(Assigned task) Copy the lines below that contain "temperature".
[Opening Available data section]
use std::time::Duration;

use async_trait::async_trait;
use reqwest::Client;
use serde::{Deserialize, Serialize};
use tracing::warn;

use funnelgraph_core::{FunnelGraphError, Result};

use crate::llm_provider::{CompletionRequest, CompletionResponse, LLMProvider};

const DEFAULT_MAX_TOKENS: usize = 2048;

/// Configuration for OpenAI-compatible providers (LM Studio, custom
/// gateways, self-hosted inference servers).
#[derive(Debug, Clone, Serialize, Deserialize)]
pub struct OpenAICompatibleConfig {
    /// Base URL for the API (e.g., "http://localhost:1234/v1")
    pub base_url: String,
    /// Model to use
    pub model: String,
    /// Request timeout in seconds
    pub timeout_secs: u64,
    /// Maximum retries for failed requests
    pub max_retries: u32,
    /// Optional API key (some providers require it, some don't)
    pub api_key: Option<String>,
    /// Provider name for display purposes
    pub provider_name: String,
}

impl Default for OpenAICompatibleConfig {
    fn default() -> Self {
        Self {
            base_url: "http://localhost:1234/v1".to_string(),
            model: "local-model".to_string(),
            timeout_secs: 120,
            max_retries: 3,
            api_key: None,
            provider_name: "openai-compatible".to_string(),
        }
    }
}

impl OpenAICompatibleConfig {
    /// Create config for LM Studio
    pub fn lm_studio(model: String) -> Self {
        Self {
            model,
            provider_name: "lmstudio".to_string(),
            ..Default::default()
        }
    }

    /// Create config for a custom endpoint
    pub fn custom(base_url: String, model: String, provider_name: String) -> Self {
        Self {
            base_url,
            model,
            provider_name,
            ..Default::default()
        }
    }
}

/// OpenAI-compatible chat-completions provider.
pub struct OpenAICompatibleProvider {
    config: OpenAICompatibleConfig,
    client: Client,
}

impl OpenAICompatibleProvider {
    pub fn new(config: OpenAICompatibleConfig) -> Result<Self> {
        let client = Client::builder()
            .timeout(Duration::from_secs(config.timeout_secs))
            .build()
            .map_err(|e| FunnelGraphError::Network(format!("Failed to create HTTP client: {}", e)))?;

        Ok(Self { config, client })
    }

    /// Create for LM Studio
    pub fn lm_studio(model: String) -> Result<Self> {
        Self::new(OpenAICompatibleConfig::lm_studio(model))
    }

    async fn send_request(&self, request: &CompletionRequest) -> Result<ChatCompletionResponse> {
        let mut last_error = None;

        for attempt in 0..=self.config.max_retries {
            if attempt > 0 {
                let delay = Duration::from_secs(2u64.pow(attempt - 1));
                tokio::time::sleep(delay).await;
            }

            match self.try_request(request).await {
                Ok(response) => return Ok(response),
                Err(e) => {
                    last_error = Some(e);
                    if attempt < self.config.max_retries {
                        warn!(
                            "{} request failed (attempt {}/{}), retrying...",
                            self.config.provider_name,
                            attempt + 1,
                            self.config.max_retries + 1
                        );
                    }
                }
            }
        }

        Err(last_error
            .unwrap_or_else(|| FunnelGraphError::Provider("All retry attempts failed".to_string())))
    }

    async fn try_request(&self, request: &CompletionRequest) -> Result<ChatCompletionResponse> {
        let mut messages = Vec::new();
        if let Some(system) = &request.system_prompt {
            messages.push(ChatMessage {
                role: "system".to_string(),
                content: system.clone(),
            });
        }
        messages.push(ChatMessage {
            role: "user".to_string(),
            content: request.prompt.clone(),
        });

        let body = ChatCompletionRequest {
            model: self.config.model.clone(),
            messages,
            max_tokens: request.max_tokens.unwrap_or(DEFAULT_MAX_TOKENS),
            temperature: request.temperature,
            stream: false,
        };

        let mut http_request = self
            .client
            .post(format!(
                "{}/chat/completions",
                self.config.base_url.trim_end_matches('/')
            ))
            .json(&body);
        if let Some(api_key) = &self.config.api_key {
            http_request = http_request.bearer_auth(api_key);
        }

        let response = http_request.send().await.map_err(|e| {
            FunnelGraphError::Network(format!(
                "Failed to send request to {}: {}",
                self.config.provider_name, e
            ))
        })?;

        let status = response.status();
        if !status.is_success() {
            let error_text = response
                .text()
                .await
                .unwrap_or_else(|_| "Unknown error".to_string());
            return Err(FunnelGraphError::Provider(format!(
                "{} API error ({}): {}",
                self.config.provider_name, status, error_text
            )));
        }

        response.json::<ChatCompletionResponse>().await.map_err(|e| {
            FunnelGraphError::Parse(format!(
                "Failed to parse {} response: {}",
                self.config.provider_name, e
            ))
        })
    }
}

#[async_trait]
impl LLMProvider for OpenAICompatibleProvider {
    async fn execute(&self, request: &CompletionRequest) -> Result<CompletionResponse> {
        let response = self.send_request(request).await?;

        let content = response
            .choices
            .into_iter()
            .next()
            .map(|choice| choice.message.content)
            .ok_or_else(|| {
                FunnelGraphError::Parse(format!(
                    "{} returned no choices",
                    self.config.provider_name
                ))
            })?;

        Ok(CompletionResponse {
            content,
            model: response.model,
            prompt_tokens: response.usage.as_ref().map(|u| u.prompt_tokens),
            completion_tokens: response.usage.as_ref().map(|u| u.completion_tokens),
            total_tokens: response.usage.as_ref().map(|u| u.total_tokens),
        })
    }

    fn provider_name(&self) -> &str {
        &self.config.provider_name
    }

    fn model_name(&self) -> &str {
        &self.config.model
    }
}

// OpenAI-compatible wire types

#[derive(Debug, Serialize)]
struct ChatCompletionRequest {
    model: String,
    messages: Vec<ChatMessage>,
    max_tokens: usize,
    #[serde(skip_serializing_if = "Option::is_none")]
    temperature: Option<f32>,
    stream: bool,
}

#[derive(Debug, Serialize, Deserialize)]
struct ChatMessage {
    role: String,
    content: String,
}

#[derive(Debug, Deserialize)]
struct ChatCompletionResponse {
    model: String,
    choices: Vec<ChatChoice>,
    #[serde(default)]
    usage: Option<ChatUsage>,
}

#[derive(Debug, Deserialize)]
struct ChatChoice {
    message: ChatMessage,
}

#[derive(Debug, Deserialize)]
struct ChatUsage {
    prompt_tokens: usize,
    completion_tokens: usize,
    total_tokens: usize,
}

#[cfg(test)]
mod tests {
    use super::*;

    #[test]
    fn test_lm_studio_preset() {
        let config = OpenAICompatibleConfig::lm_studio("deepseek-coder".to_string());
        assert_eq!(config.provider_name, "lmstudio");
        assert_eq!(config.base_url, "http://localhost:1234/v1");
    }

    #[test]
    fn test_response_parses_without_usage() {
        let raw = r#"{"model":"m","choices":[{"message":{"role":"assistant","content":"hi"}}]}"#;
        let parsed: ChatCompletionResponse = serde_json::from_str(raw).unwrap();
        assert!(parsed.usage.is_none());
        assert_eq!(parsed.choices[0].message.content, "hi");
    }
}
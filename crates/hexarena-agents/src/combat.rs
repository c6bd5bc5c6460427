//! Combat and attrition resolution.
//!
//! ## Combat flow
//!
//! 1. Every defending agent pays the defend cost, attacked or not. Free
//!    defends (shield buff, sponsor) and fortified agents pay nothing.
//! 2. Each attack is resolved independently against the HP values passed
//!    in, never against the output of another attack:
//!    - dead or unknown attacker or target: skipped
//!    - stake clamped to the attacker's HP
//!    - defended target: the attacker loses the stake, the defender gains it
//!    - undefended target: the attacker steals `min(stake, target hp)`
//! 3. A fortified side cannot lose HP; a transfer it would pay is cancelled
//!    on both sides.
//!
//! Both resolvers are pure. The caller applies the returned deltas.

use std::collections::BTreeMap;

use hexarena_types::{AgentId, BleedResult, CombatResult, DefendCost};

/// Default share of current HP paid to defend, in percent.
pub const DEFAULT_DEFEND_COST_PERCENT: u32 = 5;

/// Default share of current HP lost to bleed each epoch, in percent.
pub const DEFAULT_BLEED_PERCENT: u32 = 2;

/// Combat-relevant state of one agent at the start of resolution.
#[allow(clippy::struct_excessive_bools)]
#[derive(Debug, Clone, Copy, PartialEq, Eq)]
pub struct Combatant {
    /// Current HP.
    pub hp: u32,
    /// Whether the agent is alive.
    pub is_alive: bool,
    /// Whether attacks against the agent are absorbed.
    pub defending: bool,
    /// Whether the defend is free of charge.
    pub free_defend: bool,
    /// Whether the agent is immune to HP loss this epoch.
    pub loss_immunity: bool,
}

/// A declared attack with its target resolved to an id.
#[derive(Debug, Clone, Copy, PartialEq, Eq)]
pub struct Attack {
    /// Attacker.
    pub attacker_id: AgentId,
    /// Target.
    pub target_id: AgentId,
    /// Stake after modifiers, before clamping to the attacker's HP.
    pub stake: u32,
    /// Whether the target is the attacker's ally.
    pub betrayal: bool,
}

/// Output of [`resolve_combat`].
#[derive(Debug, Clone, Default, PartialEq, Eq)]
pub struct CombatResolution {
    /// One entry per resolved attack, in input order.
    pub results: Vec<CombatResult>,
    /// One entry per paying defender.
    pub defend_costs: Vec<DefendCost>,
}

/// Stake modifiers applied to a declared attack.
#[derive(Debug, Clone, Copy, PartialEq, Eq)]
pub struct StakeModifiers {
    /// Double the stake (berserk).
    pub double: bool,
    /// Active weapon buffs. Each adds `weapon_bonus_percent`.
    pub weapon_buffs: u32,
    /// Bonus per weapon buff, in percent.
    pub weapon_bonus_percent: u32,
    /// Sponsor attack boost, in percent.
    pub sponsor_boost_percent: u32,
    /// Multiplier applied when attacking an ally. 1 otherwise.
    pub betrayal_multiplier: u32,
}

impl Default for StakeModifiers {
    fn default() -> Self {
        Self {
            double: false,
            weapon_buffs: 0,
            weapon_bonus_percent: 0,
            sponsor_boost_percent: 0,
            betrayal_multiplier: 1,
        }
    }
}

/// Compute the effective stake of an attack.
pub fn effective_attack_stake(base: u32, modifiers: &StakeModifiers) -> u32 {
    let bonus_percent = u64::from(modifiers.weapon_buffs)
        .saturating_mul(u64::from(modifiers.weapon_bonus_percent))
        .saturating_add(u64::from(modifiers.sponsor_boost_percent));
    let base = u64::from(base);
    let mut stake = base.saturating_add(base.saturating_mul(bonus_percent) / 100);
    if modifiers.double {
        stake = stake.saturating_mul(2);
    }
    stake = stake.saturating_mul(u64::from(modifiers.betrayal_multiplier.max(1)));
    u32::try_from(stake).unwrap_or(u32::MAX)
}

/// `percent` of `hp`, rounded down.
fn percent_of(hp: u32, percent: u32) -> u32 {
    let value = u64::from(hp).saturating_mul(u64::from(percent)) / 100;
    u32::try_from(value).unwrap_or(u32::MAX)
}

/// Resolve all attacks and defend costs of one epoch.
pub fn resolve_combat(
    attacks: &[Attack],
    combatants: &BTreeMap<AgentId, Combatant>,
    defend_cost_percent: u32,
) -> CombatResolution {
    let defend_costs = combatants
        .iter()
        .filter(|(_, c)| c.is_alive && c.defending && !c.free_defend && !c.loss_immunity)
        .map(|(&agent_id, c)| DefendCost {
            agent_id,
            cost: percent_of(c.hp, defend_cost_percent),
        })
        .collect();

    let mut results = Vec::new();
    for attack in attacks {
        if attack.attacker_id == attack.target_id {
            continue;
        }
        let (Some(attacker), Some(target)) = (
            combatants.get(&attack.attacker_id),
            combatants.get(&attack.target_id),
        ) else {
            continue;
        };
        if !attacker.is_alive || !target.is_alive {
            continue;
        }

        let stake = attack.stake.min(attacker.hp);
        let (attacker_change, target_change) = if target.defending {
            if attacker.loss_immunity {
                (0, 0)
            } else {
                (-i64::from(stake), i64::from(stake))
            }
        } else if target.loss_immunity {
            (0, 0)
        } else {
            let stolen = i64::from(stake.min(target.hp));
            (stolen, -stolen)
        };

        results.push(CombatResult {
            attacker_id: attack.attacker_id,
            target_id: attack.target_id,
            stake,
            defended: target.defending,
            betrayal: attack.betrayal,
            attacker_hp_change: attacker_change,
            target_hp_change: target_change,
        });
    }

    CombatResolution {
        results,
        defend_costs,
    }
}

/// Bleed for one agent: `max(1, floor(hp * percent / 100))`, or zero for
/// an agent with no HP left.
pub fn bleed_amount(hp: u32, percent: u32) -> u32 {
    if hp == 0 {
        return 0;
    }
    percent_of(hp, percent).max(1)
}

/// Attrition input for one living agent.
#[derive(Debug, Clone, Copy, PartialEq, Eq)]
pub struct BleedInput {
    /// The agent.
    pub agent_id: AgentId,
    /// HP before attrition.
    pub hp: u32,
    /// Whether the agent stands on a storm tile.
    pub in_storm: bool,
}

/// Apply bleed and storm damage to every input.
pub fn apply_bleed(inputs: &[BleedInput], bleed_percent: u32, storm_damage: u32) -> Vec<BleedResult> {
    inputs
        .iter()
        .filter(|i| i.hp > 0)
        .map(|i| {
            let bleed = bleed_amount(i.hp, bleed_percent);
            let storm = if i.in_storm { storm_damage } else { 0 };
            BleedResult {
                agent_id: i.agent_id,
                hp_before: i.hp,
                bleed,
                storm_damage: storm,
                hp_after: i.hp.saturating_sub(bleed).saturating_sub(storm),
            }
        })
        .collect()
}

#[cfg(test)]
#[allow(clippy::unwrap_used, clippy::indexing_slicing)]
mod tests {
    use super::*;

    fn fighter(hp: u32) -> Combatant {
        Combatant {
            hp,
            is_alive: hp > 0,
            defending: false,
            free_defend: false,
            loss_immunity: false,
        }
    }

    fn setup(a: Combatant, b: Combatant) -> (AgentId, AgentId, BTreeMap<AgentId, Combatant>) {
        let (ida, idb) = (AgentId::new(), AgentId::new());
        let mut map = BTreeMap::new();
        map.insert(ida, a);
        map.insert(idb, b);
        (ida, idb, map)
    }

    fn attack(attacker_id: AgentId, target_id: AgentId, stake: u32) -> Attack {
        Attack {
            attacker_id,
            target_id,
            stake,
            betrayal: false,
        }
    }

    #[test]
    fn stake_is_clamped_to_attacker_hp() {
        let (a, b, map) = setup(fighter(10), fighter(500));
        let res = resolve_combat(&[attack(a, b, 100)], &map, 5);
        assert_eq!(res.results[0].stake, 10);
        assert_eq!(res.results[0].attacker_hp_change, 10);
        assert_eq!(res.results[0].target_hp_change, -10);
    }

    #[test]
    fn steal_is_capped_at_target_hp() {
        let (a, b, map) = setup(fighter(500), fighter(30));
        let res = resolve_combat(&[attack(a, b, 200)], &map, 5);
        assert_eq!(res.results[0].target_hp_change, -30);
        assert_eq!(res.results[0].attacker_hp_change, 30);
    }

    #[test]
    fn defended_attack_transfers_stake_to_defender() {
        let defender = Combatant {
            defending: true,
            ..fighter(400)
        };
        let (a, b, map) = setup(fighter(300), defender);
        let res = resolve_combat(&[attack(a, b, 100)], &map, 5);
        let r = &res.results[0];
        assert!(r.defended);
        assert_eq!(r.attacker_hp_change, -100);
        assert_eq!(r.target_hp_change, 100);
        assert_eq!(res.defend_costs.len(), 1);
        assert_eq!(res.defend_costs[0].cost, 20);
    }

    #[test]
    fn defend_cost_is_unconditional_unless_free() {
        let paying = Combatant {
            defending: true,
            ..fighter(1000)
        };
        let free = Combatant {
            defending: true,
            free_defend: true,
            ..fighter(1000)
        };
        let (_, _, map) = setup(paying, free);
        let res = resolve_combat(&[], &map, 5);
        assert_eq!(res.defend_costs.len(), 1);
        assert_eq!(res.defend_costs[0].cost, 50);
    }

    #[test]
    fn dead_participants_are_skipped() {
        let (a, b, map) = setup(fighter(100), fighter(0));
        assert!(resolve_combat(&[attack(a, b, 10), attack(b, a, 10)], &map, 5)
            .results
            .is_empty());
    }

    #[test]
    fn attacks_resolve_against_input_hp() {
        let (a, b, map) = setup(fighter(100), fighter(100));
        let res = resolve_combat(&[attack(a, b, 100), attack(b, a, 100)], &map, 5);
        assert_eq!(res.results.len(), 2);
        assert!(res.results.iter().all(|r| r.attacker_hp_change == 100));
    }

    #[test]
    fn fortified_target_loses_nothing() {
        let fortified = Combatant {
            loss_immunity: true,
            ..fighter(200)
        };
        let (a, b, map) = setup(fighter(300), fortified);
        let res = resolve_combat(&[attack(a, b, 100)], &map, 5);
        assert_eq!(res.results[0].target_hp_change, 0);
        assert_eq!(res.results[0].attacker_hp_change, 0);
    }

    #[test]
    fn stake_modifiers_compound() {
        let m = StakeModifiers {
            double: true,
            weapon_buffs: 2,
            weapon_bonus_percent: 25,
            sponsor_boost_percent: 0,
            betrayal_multiplier: 2,
        };
        // 100 * 1.5 * 2 * 2
        assert_eq!(effective_attack_stake(100, &m), 600);
        assert_eq!(effective_attack_stake(100, &StakeModifiers::default()), 100);
    }

    #[test]
    fn bleed_has_floor_of_one() {
        assert_eq!(bleed_amount(10, 2), 1);
        assert_eq!(bleed_amount(1000, 2), 20);
        assert_eq!(bleed_amount(0, 2), 0);
    }

    #[test]
    fn storm_adds_to_bleed() {
        let id = AgentId::new();
        let out = apply_bleed(
            &[BleedInput {
                agent_id: id,
                hp: 1000,
                in_storm: true,
            }],
            2,
            50,
        );
        assert_eq!(out[0].bleed, 20);
        assert_eq!(out[0].storm_damage, 50);
        assert_eq!(out[0].hp_after, 930);
    }
}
[Closing Available data section]
(Response to this exercise)
            temperature: request.temperature,
    temperature: Option<f32>,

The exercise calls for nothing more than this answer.